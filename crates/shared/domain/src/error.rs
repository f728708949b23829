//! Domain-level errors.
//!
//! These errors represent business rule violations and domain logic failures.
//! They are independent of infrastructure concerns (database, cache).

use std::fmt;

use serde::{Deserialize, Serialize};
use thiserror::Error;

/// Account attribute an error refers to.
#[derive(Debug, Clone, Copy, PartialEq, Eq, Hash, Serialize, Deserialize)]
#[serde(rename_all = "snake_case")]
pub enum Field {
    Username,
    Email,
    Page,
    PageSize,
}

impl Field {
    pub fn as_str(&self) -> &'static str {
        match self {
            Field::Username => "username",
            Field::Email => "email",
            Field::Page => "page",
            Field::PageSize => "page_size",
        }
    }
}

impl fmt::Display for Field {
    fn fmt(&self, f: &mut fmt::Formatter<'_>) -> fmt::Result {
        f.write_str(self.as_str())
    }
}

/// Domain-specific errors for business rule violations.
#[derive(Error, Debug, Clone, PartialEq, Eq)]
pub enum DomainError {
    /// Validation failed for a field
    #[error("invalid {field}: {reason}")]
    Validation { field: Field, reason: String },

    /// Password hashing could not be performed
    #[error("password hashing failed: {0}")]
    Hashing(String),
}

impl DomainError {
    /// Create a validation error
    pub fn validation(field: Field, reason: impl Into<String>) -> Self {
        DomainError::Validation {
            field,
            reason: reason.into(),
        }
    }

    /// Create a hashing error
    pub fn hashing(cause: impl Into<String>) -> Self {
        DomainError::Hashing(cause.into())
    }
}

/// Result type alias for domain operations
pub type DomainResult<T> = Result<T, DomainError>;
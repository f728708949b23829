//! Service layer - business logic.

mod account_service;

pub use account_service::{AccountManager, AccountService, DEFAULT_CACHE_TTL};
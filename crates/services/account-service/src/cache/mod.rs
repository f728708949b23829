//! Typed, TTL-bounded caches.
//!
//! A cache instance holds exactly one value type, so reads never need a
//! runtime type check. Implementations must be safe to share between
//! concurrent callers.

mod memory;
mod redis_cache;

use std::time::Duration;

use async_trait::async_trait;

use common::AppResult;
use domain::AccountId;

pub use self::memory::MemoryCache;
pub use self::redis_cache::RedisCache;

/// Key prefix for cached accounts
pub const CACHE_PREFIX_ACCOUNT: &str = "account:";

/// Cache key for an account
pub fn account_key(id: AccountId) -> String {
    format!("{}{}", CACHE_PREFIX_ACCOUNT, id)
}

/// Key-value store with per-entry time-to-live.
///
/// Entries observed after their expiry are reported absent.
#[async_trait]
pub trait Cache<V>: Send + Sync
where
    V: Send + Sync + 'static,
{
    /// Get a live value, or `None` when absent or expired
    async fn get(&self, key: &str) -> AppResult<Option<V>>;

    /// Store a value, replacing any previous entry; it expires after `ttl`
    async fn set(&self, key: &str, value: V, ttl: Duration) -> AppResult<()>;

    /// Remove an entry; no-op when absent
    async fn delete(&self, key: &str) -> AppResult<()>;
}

::::

Activity:
Looking at the records above, say how many of their lines include the word "Clone", with no other words.

Output:
2